How to Kill Your Imaginary Friends: Tools for the Toolbox: Going Viral
“Tools for the Toolbox” is a series of posts that describe disease types and organ systems. Eventually I hope to include enough information that a writer might be able to do some creative mixing and matching to produce the symptoms they want to give a character. Because it’s really frustrating to throw darts in the dark and hope something lands near the bull’s-eye. Hope it helps!
I’ll start this discussion of viruses by saying that Virology is a field of study in and of itself. So there’s no way that this blog post is going to come even close to being comprehensive or even extensive. I’m doing highlights only, and I may post further information at a later date.

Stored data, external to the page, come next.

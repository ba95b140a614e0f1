//! CLI argument definitions and shared statics.

use clap::{ArgAction, Parser, Subcommand, ValueEnum};
use std::path::PathBuf;
use std::sync::OnceLock;

pub static FILE_GUARD: OnceLock<tracing_appender::non_blocking::WorkerGuard> = OnceLock::new();
/// Whether the user asked for JSON output (controls structured error output).
pub static JSON_MODE: OnceLock<bool> = OnceLock::new();

/// Config file used when `--config` is not given and the file exists.
pub const DEFAULT_CONFIG: &str = "etc/scale_config.toml";

#[derive(Parser, Debug)]
#[command(name = "scale", version, about = "Weighing scale CLI (simulated peripherals)")]
pub struct Cli {
    /// Path to config TOML (default: etc/scale_config.toml if present, else built-in defaults)
    #[arg(long, value_name = "FILE")]
    pub config: Option<PathBuf>,

    /// Log and report as JSON lines instead of pretty text
    #[arg(long, action = ArgAction::SetTrue)]
    pub json: bool,

    /// Console log level (error|warn|info|debug|trace); RUST_LOG takes precedence
    #[arg(long = "log-level", value_name = "LEVEL")]
    pub log_level: Option<String>,

    /// Command to execute
    #[command(subcommand)]
    pub cmd: Commands,
}

#[derive(Copy, Clone, Debug, Eq, PartialEq, ValueEnum)]
pub enum ModeArg {
    /// Poll weight on a fixed cadence and alarm while overweight
    Realtime,
    /// Check weight only on Tare/Measure and block the key when overweight
    Keycheck,
}

impl From<ModeArg> for scale_core::OverweightMode {
    fn from(m: ModeArg) -> Self {
        match m {
            ModeArg::Realtime => scale_core::OverweightMode::RealTime,
            ModeArg::Keycheck => scale_core::OverweightMode::KeyCheck,
        }
    }
}

#[derive(Subcommand, Debug)]
pub enum Commands {
    /// Run the scale main loop against a simulated load cell
    #[command(
        long_about = "Run the scale main loop against a simulated load cell.\n\nKey commands are read from stdin, one per line:\n  tare | calib | measure | power   press a front-panel key\n  key <N>                          press the key wired to channel N\n  load <GRAMS>                     change the simulated load\n  mode realtime|keycheck           switch overweight detection\n  status                           print a status snapshot\n  quit                             stop the loop"
    )]
    Run {
        /// Grams placed on the platform after start-up
        #[arg(long, value_name = "GRAMS", default_value_t = 0.0)]
        load_grams: f32,
        /// Stop after this many milliseconds (default: run until quit or Ctrl-C)
        #[arg(long, value_name = "MS")]
        duration_ms: Option<u64>,
        /// Override the configured overweight mode
        #[arg(long, value_enum, value_name = "MODE")]
        mode: Option<ModeArg>,
        /// Status snapshot cadence in milliseconds
        #[arg(long, value_name = "MS", default_value_t = 500)]
        snapshot_ms: u32,
    },
    /// Zero the scale, then derive the scale factor from a known weight
    Calibrate {
        /// Reference weight in grams placed on the simulated platform
        /// (1 to about 980 g; heavier loads saturate the converter)
        #[arg(long, value_name = "GRAMS")]
        known_grams: u32,
    },
    /// Quick check that the pipeline reads zero with an empty platform
    SelfCheck,
    /// Health check for operational monitoring
    Health,
}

Viruses act in a huge variety of different ways. So instead of talking about individual viruses and what they do, let’s talk about HOW they do what they do.

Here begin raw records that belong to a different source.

use thiserror::Error;

#[derive(Debug, Error, Clone, PartialEq)]
pub enum ScaleError {
    #[error("reference weight must be > 0 g")]
    ZeroReferenceWeight,
    #[error("no load detected: count {count} is not above zero point {zero_point}")]
    NoLoadApplied { count: u32, zero_point: u32 },
    #[error("peripheral error: {0}")]
    Peripheral(String),
    #[error("peripheral fault: {0}")]
    PeripheralFault(String),
}

#[derive(Debug, Error, Clone)]
pub enum BuildError {
    #[error("missing sample source")]
    MissingSource,
    #[error("missing buzzer")]
    MissingBuzzer,
    #[error("invalid config: {0}")]
    InvalidConfig(&'static str),
}

pub type Result<T> = eyre::Result<T>;
pub use eyre::Report;
//! Peripheral backends for the scale core.
//!
//! Only simulated peripherals live here; register-level drivers for a
//! specific MCU plug in through the same `scale_traits` seams.
pub mod error;
pub mod sim;

pub use sim::{SimAdcCfg, SimulatedAdc, SimulatedBuzzer, SimulatedLoad};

Viruses don’t have much of a life. As a matter of fact, they aren’t really alive. They’re just tiny organic machines that exist to make copies of themselves. If that doesn’t get your sci-fi juices flowing by itself, check your pulse. Or your level of consciousness.
Let’s build a virus!
So. In order to make copies of a thing, you need an original. In the case of viruses, the “original” copy is a strand of genetic material. It will be DNA or RNA, but not both. Regardless, the genetic material contains instructions for making a new virus, just like human DNA contains the instructions for making a human being. This picture shows DNA and RNA, side-by-side for comparison.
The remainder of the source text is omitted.